The electric resonance method of molecular beam spectroscopy has been used to study the rotational Stark transitions $J$, $m_J\to J$, $m_{J^{\prime }}$ for ${\mathrm{Li}}^6$ ${\mathrm{F}}^{19}$. A new type of homogeneous electric field of high resolution was used to observe the transitions. A mass spectrometer was used to separate the ${\mathrm{Li}}^6$ (8 percent abundant) and ${\mathrm{Li}}^7$ (92 percent abundant) positive ions coming from the hot wire detector. From observations of the 1, ±1→1, 0 and 2, ±2→2, ±1 transitions for a variety of electric field strengths it was concluded that the principal nuclear molecular interaction was of the type specified by the operator $c\mathbf{I}\mathbf{·}\mathbf{J}$, where $c$ is a constant, $I$ is the spin of the F nucleus, and $J$ is the rotational quantum number. The effects of the ${\mathrm{Li}}^6$ quadrupole and I·J interactions were below the limits of observation. The constant $\frac{c}{h}$ was found to be +37.3±0.7 kc/sec for both transitions. This value is approximately twice that calculated from molecular beam magnetic resonance experiments at strong fields.
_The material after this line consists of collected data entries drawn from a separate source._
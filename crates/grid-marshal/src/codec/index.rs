// SPDX-License-Identifier: Apache-2.0 OR MIT
// Copyright (c) 2025-2026 naskel.com

//! Per-type fields-indexing metadata.

use crate::descriptor::ClassDescriptor;
use crate::model::FieldType;
use dashmap::DashMap;
use std::collections::HashMap;
use std::sync::Arc;

/// Field id -> field type of one indexed type.
#[derive(Debug, Clone, PartialEq, Eq)]
pub struct TypeIndex {
    type_name: Arc<str>,
    fields: HashMap<i32, FieldType>,
}

impl TypeIndex {
    pub fn type_name(&self) -> &str {
        &self.type_name
    }

    pub fn field_type(&self, field_id: i32) -> Option<FieldType> {
        self.fields.get(&field_id).copied()
    }

    pub fn len(&self) -> usize {
        self.fields.len()
    }

    pub fn is_empty(&self) -> bool {
        self.fields.is_empty()
    }
}

/// Types whose objects are written with a field-index footer.
#[derive(Debug, Default)]
pub struct FieldsIndexRegistry {
    types: DashMap<i32, Arc<TypeIndex>>,
}

impl FieldsIndexRegistry {
    pub fn new() -> Self {
        Self::default()
    }

    /// Register metadata for a descriptor. Returns false if the type's
    /// strategy cannot carry a footer.
    pub fn enable(&self, desc: &ClassDescriptor) -> bool {
        if !desc.fields_indexing_supported() {
            return false;
        }
        self.types.entry(desc.type_id()).or_insert_with(|| {
            log::debug!(
                "[fields-index] enabled for {} ({} fields)",
                desc.name(),
                desc.fields().len()
            );
            Arc::new(TypeIndex {
                type_name: Arc::from(desc.name()),
                fields: desc.fields().iter().map(|f| (f.id, f.field_type)).collect(),
            })
        });
        true
    }

    pub fn is_enabled(&self, type_id: i32) -> bool {
        self.types.contains_key(&type_id)
    }

    pub fn get(&self, type_id: i32) -> Option<Arc<TypeIndex>> {
        self.types.get(&type_id).map(|t| Arc::clone(t.value()))
    }

    pub fn len(&self) -> usize {
        self.types.len()
    }

    pub fn is_empty(&self) -> bool {
        self.types.is_empty()
    }
}

#[cfg(test)]
mod tests {
    use super::*;
    use crate::descriptor::field_id;
    use crate::model::ClassDef;

    #[test]
    fn test_enable_default_fields_only() {
        let registry = FieldsIndexRegistry::new();
        let point = ClassDef::builder("Point")
            .field("x", FieldType::Int)
            .build();
        let desc = ClassDescriptor::for_class(&point).expect("descriptor");
        assert!(registry.enable(&desc));
        assert!(registry.enable(&desc));
        assert!(registry.is_enabled(desc.type_id()));
        assert_eq!(registry.len(), 1);

        let index = registry.get(desc.type_id()).expect("index");
        assert_eq!(index.field_type(field_id("x")), Some(FieldType::Int));
        assert_eq!(index.type_name(), "Point");

        let color = ClassDef::builder("Color").enum_constants(["RED"]).build();
        let desc = ClassDescriptor::for_class(&color).expect("descriptor");
        assert!(!registry.enable(&desc));
        assert!(!registry.is_enabled(desc.type_id()));
    }
}
// SPDX-License-Identifier: Apache-2.0 OR MIT
// Copyright (c) 2025-2026 naskel.com

//! Cache object context and the processor it routes codec calls through.

use super::interceptor::{CacheInterceptor, InterceptorGuard};
use super::key::KeyCacheOptimizedObject;
use super::object::CacheOptimizedObject;
use crate::descriptor::ClassLoader;
use crate::error::MarshalResult;
use crate::marshaller::{FieldRead, GridMarshaller};
use crate::model::Value;
use std::fmt;
use std::sync::Arc;

/// Node-level settings the cache layer reads from.
#[derive(Clone)]
pub struct KernalConfig {
    class_loader: Arc<dyn ClassLoader>,
    peer_class_loading: bool,
}

impl KernalConfig {
    pub fn new(class_loader: Arc<dyn ClassLoader>) -> Self {
        Self {
            class_loader,
            peer_class_loading: false,
        }
    }

    pub fn with_peer_class_loading(mut self, enabled: bool) -> Self {
        self.peer_class_loading = enabled;
        self
    }

    /// Default loader when none is supplied explicitly.
    pub fn class_loader(&self) -> &Arc<dyn ClassLoader> {
        &self.class_loader
    }

    pub fn peer_class_loading(&self) -> bool {
        self.peer_class_loading
    }
}

impl fmt::Debug for KernalConfig {
    fn fmt(&self, f: &mut fmt::Formatter<'_>) -> fmt::Result {
        f.debug_struct("KernalConfig")
            .field("class_loader", &self.class_loader.name())
            .field("peer_class_loading", &self.peer_class_loading)
            .finish()
    }
}

/// Codec operations the cache wrappers depend on.
pub trait CacheObjectProcessor: Send + Sync {
    fn marshal(&self, ctx: &CacheObjectContext, value: &Value) -> MarshalResult<Vec<u8>>;

    fn unmarshal(
        &self,
        ctx: &CacheObjectContext,
        bytes: &[u8],
        off: usize,
        len: usize,
        loader: &dyn ClassLoader,
    ) -> MarshalResult<Value>;

    fn has_field(&self, name: &str, bytes: &[u8], off: usize, len: usize) -> MarshalResult<bool>;

    fn read_field(
        &self,
        name: &str,
        bytes: &Arc<[u8]>,
        off: usize,
        len: usize,
        loader: &dyn ClassLoader,
    ) -> MarshalResult<Option<FieldRead>>;

    fn fields_indexing_enabled(&self) -> bool;

    /// Values that can be handed out without copying.
    fn immutable(&self, value: &Value) -> bool {
        !matches!(value, Value::Object(_))
    }
}

/// [`CacheObjectProcessor`] backed by a [`GridMarshaller`].
pub struct OptimizedObjectProcessor {
    marshaller: Arc<GridMarshaller>,
}

impl OptimizedObjectProcessor {
    pub fn new(marshaller: Arc<GridMarshaller>) -> Self {
        Self { marshaller }
    }

    pub fn marshaller(&self) -> &Arc<GridMarshaller> {
        &self.marshaller
    }
}

impl CacheObjectProcessor for OptimizedObjectProcessor {
    fn marshal(&self, _ctx: &CacheObjectContext, value: &Value) -> MarshalResult<Vec<u8>> {
        self.marshaller.marshal(value)
    }

    fn unmarshal(
        &self,
        _ctx: &CacheObjectContext,
        bytes: &[u8],
        off: usize,
        len: usize,
        loader: &dyn ClassLoader,
    ) -> MarshalResult<Value> {
        self.marshaller.unmarshal_window(bytes, off, len, loader)
    }

    fn has_field(&self, name: &str, bytes: &[u8], off: usize, len: usize) -> MarshalResult<bool> {
        self.marshaller.has_field(name, bytes, off, len)
    }

    fn read_field(
        &self,
        name: &str,
        bytes: &Arc<[u8]>,
        off: usize,
        len: usize,
        loader: &dyn ClassLoader,
    ) -> MarshalResult<Option<FieldRead>> {
        self.marshaller.read_field(name, bytes, off, len, loader)
    }

    fn fields_indexing_enabled(&self) -> bool {
        self.marshaller.config().fields_indexing
    }
}

/// Item handed to query consumers, possibly still wrapped.
#[derive(Debug, Clone)]
pub enum QueryItem {
    Value(Value),
    Cached(Arc<CacheOptimizedObject>),
    Key(Arc<KeyCacheOptimizedObject>),
    Entry(Box<QueryItem>, Box<QueryItem>),
    /// Array-backed list, unwrapped in place.
    List(Vec<QueryItem>),
    Set(Vec<QueryItem>),
    /// Any other collection; unwraps into a `List`.
    Collection(Vec<QueryItem>),
    Map(Vec<(QueryItem, QueryItem)>),
}

impl QueryItem {
    /// Wrapped objects, entries and collections.
    pub fn is_wrapped_or_collection(&self) -> bool {
        !matches!(self, Self::Value(_))
    }

    pub fn as_value(&self) -> Option<&Value> {
        match self {
            Self::Value(v) => Some(v),
            _ => None,
        }
    }
}

/// Per-cache codec settings. Immutable once built and freely shared.
pub struct CacheObjectContext {
    kernal: KernalConfig,
    processor: Arc<dyn CacheObjectProcessor>,
    copy_on_get: bool,
    store_value: bool,
    system_cache: bool,
    p2p_enabled: bool,
    interceptor: Option<InterceptorGuard>,
}

impl CacheObjectContext {
    pub fn builder(
        kernal: KernalConfig,
        processor: Arc<dyn CacheObjectProcessor>,
    ) -> CacheObjectContextBuilder {
        CacheObjectContextBuilder {
            kernal,
            processor,
            copy_on_get: true,
            store_value: true,
            system_cache: false,
            interceptor: None,
        }
    }

    pub fn copy_on_get(&self) -> bool {
        self.copy_on_get
    }

    pub fn store_value(&self) -> bool {
        self.store_value
    }

    pub fn system_cache(&self) -> bool {
        self.system_cache
    }

    pub fn peer_class_loading_enabled(&self) -> bool {
        self.p2p_enabled
    }

    pub fn kernal_config(&self) -> &KernalConfig {
        &self.kernal
    }

    pub fn processor(&self) -> &Arc<dyn CacheObjectProcessor> {
        &self.processor
    }

    pub fn interceptor(&self) -> Option<&InterceptorGuard> {
        self.interceptor.as_ref()
    }

    /// Unwrap a query item when the processor has fields indexing enabled;
    /// otherwise return it untouched.
    pub fn unwrap_if_needed(&self, item: QueryItem) -> MarshalResult<QueryItem> {
        if self.processor.fields_indexing_enabled() && item.is_wrapped_or_collection() {
            return self.unwrap_object(item);
        }
        Ok(item)
    }

    /// Unwrap every element of a collection.
    pub fn unwrap_all_if_needed(&self, items: Vec<QueryItem>) -> MarshalResult<Vec<QueryItem>> {
        if !self.processor.fields_indexing_enabled() {
            return Ok(items);
        }
        items.into_iter().map(|item| self.unwrap_object(item)).collect()
    }

    fn unwrap_object(&self, item: QueryItem) -> MarshalResult<QueryItem> {
        Ok(match item {
            QueryItem::Value(v) => QueryItem::Value(v),
            QueryItem::Cached(obj) => QueryItem::Value(obj.value(self, false)?),
            QueryItem::Key(key) => QueryItem::Value(key.deserialize()),
            QueryItem::Entry(k, v) => QueryItem::Entry(
                Box::new(self.unwrap_object(*k)?),
                Box::new(self.unwrap_object(*v)?),
            ),
            QueryItem::List(items) => QueryItem::List(self.unwrap_all(items)?),
            QueryItem::Set(items) => QueryItem::Set(self.unwrap_all(items)?),
            QueryItem::Collection(items) => QueryItem::List(self.unwrap_all(items)?),
            QueryItem::Map(entries) => QueryItem::Map(
                entries
                    .into_iter()
                    .map(|(k, v)| Ok((self.unwrap_object(k)?, self.unwrap_object(v)?)))
                    .collect::<MarshalResult<_>>()?,
            ),
        })
    }

    fn unwrap_all(&self, items: Vec<QueryItem>) -> MarshalResult<Vec<QueryItem>> {
        items.into_iter().map(|item| self.unwrap_object(item)).collect()
    }
}

impl fmt::Debug for CacheObjectContext {
    fn fmt(&self, f: &mut fmt::Formatter<'_>) -> fmt::Result {
        f.debug_struct("CacheObjectContext")
            .field("copy_on_get", &self.copy_on_get)
            .field("store_value", &self.store_value)
            .field("system_cache", &self.system_cache)
            .field("p2p_enabled", &self.p2p_enabled)
            .finish()
    }
}

/// Builder for [`CacheObjectContext`].
pub struct CacheObjectContextBuilder {
    kernal: KernalConfig,
    processor: Arc<dyn CacheObjectProcessor>,
    copy_on_get: bool,
    store_value: bool,
    system_cache: bool,
    interceptor: Option<InterceptorGuard>,
}

impl CacheObjectContextBuilder {
    pub fn copy_on_get(mut self, enabled: bool) -> Self {
        self.copy_on_get = enabled;
        self
    }

    pub fn store_value(mut self, enabled: bool) -> Self {
        self.store_value = enabled;
        self
    }

    pub fn system_cache(mut self, enabled: bool) -> Self {
        self.system_cache = enabled;
        self
    }

    pub fn interceptor(mut self, interceptor: Arc<dyn CacheInterceptor>) -> Self {
        self.interceptor = Some(InterceptorGuard::new(interceptor));
        self
    }

    pub fn build(self) -> CacheObjectContext {
        CacheObjectContext {
            p2p_enabled: self.kernal.peer_class_loading(),
            kernal: self.kernal,
            processor: self.processor,
            copy_on_get: self.copy_on_get,
            store_value: self.store_value,
            system_cache: self.system_cache,
            interceptor: self.interceptor,
        }
    }
}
Using the electric resonance strong field data, calculations determined the constant ${\mu }^{2}A$ to be (747.2±0.9)×${10}^{-76\mathrm{}}$ cgs units for the lowest vibrational state. This quantity for the next vibrational state was greater by (4.3±0.1) percent. $\mu$ is the electric dipole moment, and $A$ is the moment of inertia of the molecule.